Perhaps best of all, you’ll have an easy to follow methodology that provides you with built-in tools to help you combat procrastination and over-preparing, two of the biggest issues that plague us GMs!

Terminology

Although this is more or less written for a Dungeons & Dragons-style adventure, you can easily use this for any tabletop roleplaying game adventure scenario. Just replace “encounter” with “scene” and “Game Moderator/GM” with “Dungeon Master/DM” or vice versa. “Monsters” might simply refer to “antagonists” in many games. You can use those sorts of terms interchangeably.

Step By Step

  1. Read the adventure and highlight the elements that stand out to you.
  2. Develop adventure cards of those elements so you can reference them individually and separately from one another.
  3. Design the adventure flow: what elements are connected to what, and what might be missing?
  4. Finalize the adventure with a map, flowchart, strong opening, player handouts, or whatever else it needs most.
  5. Run the game!

You’ll stop working and get some sleep between several of these steps, allowing your brain to work on aspects of the adventure when you don’t even realize it! Additionally, several of these steps will feature built-in time management tools to help you fight procrastination, and keep you from working on things that won’t add to the players’ experience.

1. Shape of the Adventure

The first step is simple: pick an adventure, read it, and highlight the stuff that inspires you and makes you say, “Oh! That’s cool!”

While it’s enticing to dig and do a deep read and take lots of notes—something you would do if you run the adventure as-is—for our purposes that is wasted effort. You are only trying to get an overview of the adventure and pick out the moments (locations, characters, encounters, plot hooks) that really stand out to you and make you want to run them. Everything else is unimportant until later steps, or will be entirely ignored.

The reasons we do it this way are many. First, you want to get through reading quickly since you’ll be doing the “hard work” later. Second, you’re getting an overview of the adventure’s structure and how the inspiring bits all work together. Third, you’re taking a normally big task and significantly reducing the amount of time your brain is “working” on it. You will be focused during your reading, but since you’re not looking for all of the little details and connections between characters, backstory, and scenes yet, your brain is allowed to ignore complexities and focus on fun.

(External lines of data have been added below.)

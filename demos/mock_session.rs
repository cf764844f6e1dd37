//! Runs a complete mock session with no hardware attached.
//!
//! ```bash
//! cargo run --example mock_session
//! ```
//!
//! Writes a CSV data file, an info file and a snapshot into a temporary
//! directory, printing the paths as it goes.

use anyhow::Result;
use labrec_rs::config::ExperimentConfig;
use labrec_rs::device::{EdfName, NoopEegRemote, NoopEyeTracker, TrackedEye};
use labrec_rs::session::{AlwaysOverwrite, SessionInfo, TrialValue};
use labrec_rs::Experiment;
use tracing_subscriber::{layer::SubscriberExt, util::SubscriberInitExt, EnvFilter};

fn main() -> Result<()> {
    tracing_subscriber::registry()
        .with(
            EnvFilter::try_from_default_env()
                .unwrap_or_else(|_| EnvFilter::new("info,labrec_rs=debug")),
        )
        .with(tracing_subscriber::fmt::layer())
        .init();

    let out_dir = tempfile::tempdir()?;
    tracing::info!("Writing session files into {}", out_dir.path().display());

    let mut config = ExperimentConfig::new("mock_study", ["Trial", "Condition", "RT", "Correct"]);
    config.data_dir = out_dir.path().to_path_buf();

    let mut experiment = Experiment::new(config, Box::new(AlwaysOverwrite))
        .with_eye_tracker(Box::new(NoopEyeTracker::new(
            EdfName::new("m001.edf").unwrap(),
            TrackedEye::Both,
        )))
        .with_eeg(Box::new(NoopEegRemote::new()));

    let info = SessionInfo::with_default_fields()
        .with_field("Subject Number", "1")
        .with_field("Condition Order", "ABBA");
    experiment.recorder_mut().capture_info(info)?;

    let info_path = experiment.recorder_mut().write_session_info(None)?;
    let data_path = experiment.recorder_mut().open_data_file(None)?;

    experiment.begin_run()?;

    for block in 0..2 {
        let rows: Vec<_> = (0..5)
            .map(|i| {
                let trial = block * 5 + i;
                [
                    ("Trial".to_string(), TrialValue::from(trial + 1)),
                    (
                        "Condition".to_string(),
                        TrialValue::from(if block == 0 { "A" } else { "B" }),
                    ),
                    ("RT".to_string(), TrialValue::from(300 + 17 * trial)),
                    ("Correct".to_string(), TrialValue::from(trial % 4 != 3)),
                ]
                .into_iter()
                .collect::<labrec_rs::TrialRow>()
            })
            .collect();

        experiment.recorder_mut().append_rows(rows)?;
        experiment.recorder_mut().flush()?;

        let extras = indexmap::indexmap! {
            "block".to_string() => serde_json::json!(block),
        };
        experiment.checkpoint(Some(&extras))?;
    }

    experiment.end_run()?;

    println!("info file: {}", info_path.display());
    println!("data file: {}", data_path.display());
    println!("--- data file contents ---");
    print!("{}", std::fs::read_to_string(&data_path)?);

    Ok(())
}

If you can, break up the reading into small chunks of 20-30 minutes. Spend time away from the book in between. If the adventure is written in acts or chapters, read only one in a single sitting and jot down the inspiring elements after you’re finished, preferably in very brief bullet points. This gives your brain time to process what you’ve read, review which elements actually stood out to you, and rewards both body and mind with time to walk away and grab a drink or a snack.

Once you’re done reading it and have a list of a dozen or two dozen cool elements—or the book has packed with post-it notes, or several pages are dog-eared to sections you loved; however you prefer to do it!—put it down and go live your life for the rest of the day. Go to sleep. We’ll start the next step tomorrow, and trust me, you’ll see why soon enough!

Learning How to Learn: The concepts from Learning How to Learn at play in this step include starting by getting an overview of the subject (the adventure), engaging both the focused and diffuse modes of how we take in new information, chunking information, highlighting only a minimal amount of information, and the effects sleep has on our learning process. The important one here is getting an overview of the adventure, simply reading it for its inspiring content and divorcing the cool stuff from the rest of its details and complexities. We’ll discuss the rest of these concepts in a bit more detail in subsequent steps.

2. Adventure Cards

After you’ve slept on it, set aside 20-25 minute chunks of time to create “adventure cards,” index cards or half-page blocks that turn your previous bullet points, post-it notes, or dog-eared pages into short, discrete scenes. Think of this like building a flash card for each encounter that tells you who, what, and where, because those are the elements the players are going to interact with. Anything else is background information that we’ll get to later.

At this stage, you’re not looking to build any sort of structure into the list of scenes. You simply develop the scenes themselves, irrespective of their place in any narrative. For example, if you loved a particular dungeon room with a pit trap and some monsters with pikes that will try to push the adventurers into the pit, and you also loved a particular character such as a dragon that is a major NPC in the adventure, those are two discreet adventure cards. One is “room with pike-wielding monsters surrounding a pit trap” and the other is “the greedy dragon that wants to add the magical ruby to its treasure hoard.” You don’t care where the kobolds are in relation to the dragon, whether or not the dragon knows where the ruby is, or if either of these scenes has any relation to one another.

What you’re putting on these adventure cards is the Who, What, and Where of each encounter that inspires you.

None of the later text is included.